[
https://issues.apache.org/jira/browse/YARN-624?page=com.atlassian.jira.plugin.system.issuetabpanels:comment-tabpanel&focusedCommentId=13733177#comment-13733177
]
Bikas Saha commented on YARN-624:
---------------------------------
RM currently expects something to start in a container within a timeout after
allocation. Either that needs to change or that will set a maximum timeout for
which the AM can hold onto containers while waiting for a gang of them to be
allocated. The NM could provide an API to launch but not start a process. So
all resource copying etc could be completed and the process may be launched in
a suspended state, ready to go. This may help in telling the RM that the
container actually is being used. Then NM could then un-suspend and start the
process after being told by the AM to do so.

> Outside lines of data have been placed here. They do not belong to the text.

//! Sampled local search: relocate, swap and 2-opt.
//!
//! Each iteration draws a fixed-size random sample of moves, evaluates them
//! (optionally on the rayon pool) and applies the best strictly improving
//! one. Acceptance is serial and the sample comes from a seeded RNG, so the
//! result does not depend on the thread count.

use std::time::Instant;

use rand::rngs::StdRng;
use rand::{Rng, SeedableRng};
use rayon::prelude::*;
use serde::{Deserialize, Serialize};
use tracing::{debug, instrument};

use crate::constraints::{RouteSchedule, evaluate_route};
use crate::model::Seconds;
use crate::problem::{DispatchProblem, WorkingPlan};

/// Improvements smaller than this are treated as ties.
const IMPROVEMENT_EPSILON: f64 = 1e-9;

/// Summary of a local-search run.
#[derive(Debug, Clone, PartialEq, Default, Serialize, Deserialize)]
pub struct SearchStats {
    pub iterations: usize,
    pub accepted_moves: usize,
    /// Plan cost before the first iteration and after each one.
    pub cost_trace: Vec<f64>,
    /// Stopped because the deadline passed.
    pub budget_exhausted: bool,
}

#[derive(Debug, Clone, Copy, PartialEq, Eq)]
enum Move {
    /// Move the job at `from_pos` of `from` to `to_pos` of `to` (positions
    /// in `to` are after removal when `from == to`).
    Relocate {
        from: usize,
        from_pos: usize,
        to: usize,
        to_pos: usize,
    },
    /// Exchange jobs between two different routes.
    Swap {
        a: usize,
        a_pos: usize,
        b: usize,
        b_pos: usize,
    },
    /// Reverse `start..=end` of one route.
    TwoOpt { route: usize, start: usize, end: usize },
}

struct Candidate {
    changes: Vec<(usize, Vec<usize>, RouteSchedule)>,
    delta: f64,
    lateness: Seconds,
}

#[instrument(skip_all, fields(seed = seed))]
pub(crate) fn improve(
    problem: &DispatchProblem<'_>,
    plan: &mut WorkingPlan,
    deadline: Instant,
    seed: u64,
) -> SearchStats {
    let config = problem.config;
    let mut rng = StdRng::seed_from_u64(seed);
    let mut stats = SearchStats {
        cost_trace: vec![plan.cost()],
        ..Default::default()
    };
    let mut non_improving = 0;

    loop {
        if Instant::now() >= deadline {
            stats.budget_exhausted = true;
            break;
        }
        if stats.iterations >= config.max_iterations
            || non_improving >= config.max_non_improving_iterations
        {
            break;
        }

        let moves: Vec<Move> = (0..config.max_candidate_sample)
            .filter_map(|_| sample_move(problem, plan, &mut rng))
            .collect();
        if moves.is_empty() {
            // No route has anything to move.
            break;
        }

        let current: &WorkingPlan = plan;
        let evaluated: Vec<Option<Candidate>> = if config.parallel_move_evaluation {
            moves
                .par_iter()
                .map(|mv| evaluate_move(problem, current, *mv))
                .collect()
        } else {
            moves
                .iter()
                .map(|mv| evaluate_move(problem, current, *mv))
                .collect()
        };

        stats.iterations += 1;
        match select_best(evaluated) {
            Some(candidate) => {
                for (route, sequence, schedule) in candidate.changes {
                    plan.set_route(route, sequence, schedule);
                }
                stats.accepted_moves += 1;
                non_improving = 0;
            }
            None => non_improving += 1,
        }
        stats.cost_trace.push(plan.cost());
    }

    debug!(
        iterations = stats.iterations,
        accepted = stats.accepted_moves,
        cost = plan.cost(),
        "local search finished"
    );
    stats
}

/// Best strictly improving candidate: lowest delta, then lowest resulting
/// lateness, then earliest in the sample.
fn select_best(candidates: Vec<Option<Candidate>>) -> Option<Candidate> {
    let mut best: Option<Candidate> = None;
    for candidate in candidates.into_iter().flatten() {
        if candidate.delta >= -IMPROVEMENT_EPSILON {
            continue;
        }
        let replace = match &best {
            None => true,
            Some(incumbent) => {
                candidate.delta < incumbent.delta - IMPROVEMENT_EPSILON
                    || ((candidate.delta - incumbent.delta).abs() <= IMPROVEMENT_EPSILON
                        && candidate.lateness < incumbent.lateness)
            }
        };
        if replace {
            best = Some(candidate);
        }
    }
    best
}

fn sample_move(problem: &DispatchProblem<'_>, plan: &WorkingPlan, rng: &mut StdRng) -> Option<Move> {
    let loaded: Vec<usize> = (0..plan.routes.len())
        .filter(|&route| !plan.routes[route].is_empty())
        .collect();
    if loaded.is_empty() {
        return None;
    }

    match rng.random_range(0..3) {
        0 => {
            let from = loaded[rng.random_range(0..loaded.len())];
            let from_pos = rng.random_range(0..plan.routes[from].len());
            let to = rng.random_range(0..problem.technicians.len());
            let slots = if to == from {
                plan.routes[from].len()
            } else {
                plan.routes[to].len() + 1
            };
            let to_pos = rng.random_range(0..slots);
            if to == from && to_pos == from_pos {
                return None;
            }
            Some(Move::Relocate {
                from,
                from_pos,
                to,
                to_pos,
            })
        }
        1 => {
            if loaded.len() < 2 {
                return None;
            }
            let first = rng.random_range(0..loaded.len());
            let mut second = rng.random_range(0..loaded.len() - 1);
            if second >= first {
                second += 1;
            }
            let (a, b) = (loaded[first], loaded[second]);
            Some(Move::Swap {
                a,
                a_pos: rng.random_range(0..plan.routes[a].len()),
                b,
                b_pos: rng.random_range(0..plan.routes[b].len()),
            })
        }
        _ => {
            let route = loaded[rng.random_range(0..loaded.len())];
            let len = plan.routes[route].len();
            if len < 2 {
                return None;
            }
            let start = rng.random_range(0..len - 1);
            let end = rng.random_range(start + 1..len);
            Some(Move::TwoOpt { route, start, end })
        }
    }
}

fn evaluate_move(problem: &DispatchProblem<'_>, plan: &WorkingPlan, mv: Move) -> Option<Candidate> {
    let sequences: Vec<(usize, Vec<usize>)> = match mv {
        Move::Relocate {
            from,
            from_pos,
            to,
            to_pos,
        } => {
            let mut source = plan.routes[from].clone();
            let job = source.remove(from_pos);
            if from == to {
                source.insert(to_pos, job);
                vec![(from, source)]
            } else {
                let mut target = plan.routes[to].clone();
                target.insert(to_pos, job);
                vec![(from, source), (to, target)]
            }
        }
        Move::Swap { a, a_pos, b, b_pos } => {
            let mut first = plan.routes[a].clone();
            let mut second = plan.routes[b].clone();
            std::mem::swap(&mut first[a_pos], &mut second[b_pos]);
            vec![(a, first), (b, second)]
        }
        Move::TwoOpt { route, start, end } => {
            let mut sequence = plan.routes[route].clone();
            sequence[start..=end].reverse();
            vec![(route, sequence)]
        }
    };

    let mut delta = 0.0;
    let mut lateness = plan.lateness();
    let mut changes = Vec::with_capacity(sequences.len());
    for (route, sequence) in sequences {
        let schedule = evaluate_route(problem, &plan.relaxed, route, &sequence).ok()?;
        let current = &plan.schedules[route];
        delta += schedule.cost - current.cost;
        lateness += schedule.lateness_seconds - current.lateness_seconds;
        changes.push((route, sequence, schedule));
    }

    Some(Candidate {
        changes,
        delta,
        lateness,
    })
}

#[cfg(test)]
mod tests {
    use std::time::Duration;

    use super::*;
    use crate::config::OptimizationConfig;
    use crate::haversine::HaversineMatrix;
    use crate::model::{Job, Technician};
    use crate::problem::TechnicianSeed;

    fn build<'a>(
        config: &'a OptimizationConfig,
        technicians: Vec<Technician>,
        jobs: Vec<Job>,
    ) -> DispatchProblem<'a> {
        DispatchProblem::build(
            technicians.into_iter().map(TechnicianSeed::fresh).collect(),
            jobs,
            config,
            Some(&HaversineMatrix::default()),
        )
    }

    fn zigzag_plan(problem: &DispatchProblem<'_>) -> WorkingPlan {
        let mut plan = WorkingPlan::empty(problem);
        // Deliberately bad order: far, near, far, near.
        let sequence = vec![3, 0, 2, 1];
        let schedule = evaluate_route(problem, &plan.relaxed, 0, &sequence).unwrap();
        plan.set_route(0, sequence, schedule);
        plan
    }

    fn line_jobs() -> Vec<Job> {
        (0..4)
            .map(|i| Job::new(format!("j{i}"), (32.80 + 0.02 * i as f64, -96.80)).service_minutes(20))
            .collect()
    }

    fn search_config() -> OptimizationConfig {
        OptimizationConfig {
            max_non_improving_iterations: 30,
            ..Default::default()
        }
    }

    #[test]
    fn cost_never_increases() {
        let config = search_config();
        let problem = build(&config, vec![Technician::new("t1", (32.78, -96.80))], line_jobs());
        let mut plan = zigzag_plan(&problem);
        let before = plan.cost();

        let stats = improve(&problem, &mut plan, Instant::now() + Duration::from_secs(10), 7);

        assert!(plan.cost() < before, "zigzag route should be improved");
        assert!(stats.accepted_moves > 0);
        for pair in stats.cost_trace.windows(2) {
            assert!(pair[1] <= pair[0] + 1e-9, "cost went up: {:?}", pair);
        }
        assert_eq!(stats.cost_trace.len(), stats.iterations + 1);
    }

    #[test]
    fn expired_deadline_skips_search() {
        let config = search_config();
        let problem = build(&config, vec![Technician::new("t1", (32.78, -96.80))], line_jobs());
        let mut plan = zigzag_plan(&problem);
        let before = plan.routes.clone();

        let stats = improve(&problem, &mut plan, Instant::now(), 7);

        assert!(stats.budget_exhausted);
        assert_eq!(stats.iterations, 0);
        assert_eq!(plan.routes, before);
    }

    #[test]
    fn parallel_and_serial_agree() {
        let serial_config = OptimizationConfig {
            parallel_move_evaluation: false,
            ..search_config()
        };
        let parallel_config = search_config();
        let technicians = vec![
            Technician::new("t1", (32.78, -96.80)),
            Technician::new("t2", (32.86, -96.80)),
        ];

        let mut results = Vec::new();
        for config in [&serial_config, &parallel_config] {
            let problem = build(config, technicians.clone(), line_jobs());
            let mut plan = zigzag_plan(&problem);
            improve(&problem, &mut plan, Instant::now() + Duration::from_secs(10), 11);
            results.push((plan.routes.clone(), plan.cost()));
        }
        assert_eq!(results[0], results[1]);
    }

    #[test]
    fn empty_plan_stops_immediately() {
        let config = search_config();
        let problem = build(&config, vec![Technician::new("t1", (32.78, -96.80))], vec![]);
        let mut plan = WorkingPlan::empty(&problem);
        let stats = improve(&problem, &mut plan, Instant::now() + Duration::from_secs(10), 1);
        assert_eq!(stats.iterations, 0);
        assert_eq!(stats.cost_trace, vec![0.0]);
    }

    #[test]
    fn ties_prefer_lower_lateness() {
        let quick = Candidate {
            changes: Vec::new(),
            delta: -10.0,
            lateness: 50,
        };
        let punctual = Candidate {
            changes: Vec::new(),
            delta: -10.0,
            lateness: 0,
        };
        let worse = Candidate {
            changes: Vec::new(),
            delta: 5.0,
            lateness: 0,
        };
        let best = select_best(vec![Some(quick), None, Some(worse), Some(punctual)]).unwrap();
        assert_eq!(best.lateness, 0);
    }
}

> Support gang scheduling in the AM RM protocol
> ---------------------------------------------
>
> Key: YARN-624
> URL: https://issues.apache.org/jira/browse/YARN-624
> Project: Hadoop YARN
> Issue Type: Sub-task
> Components: api, scheduler
> Affects Versions: 2.0.4-alpha
> Reporter: Sandy Ryza
> Assignee: Sandy Ryza
>
> Per discussion on YARN-392 and elsewhere, gang scheduling, in which a
> scheduler runs a set of tasks when they can all be run at the same time,
> would be a useful feature for YARN schedulers to support.
> Currently, AMs can approximate this by holding on to containers until they
> get all the ones they need. However, this lends itself to deadlocks when
> different AMs are waiting on the same containers.
--
This message is automatically generated by JIRA.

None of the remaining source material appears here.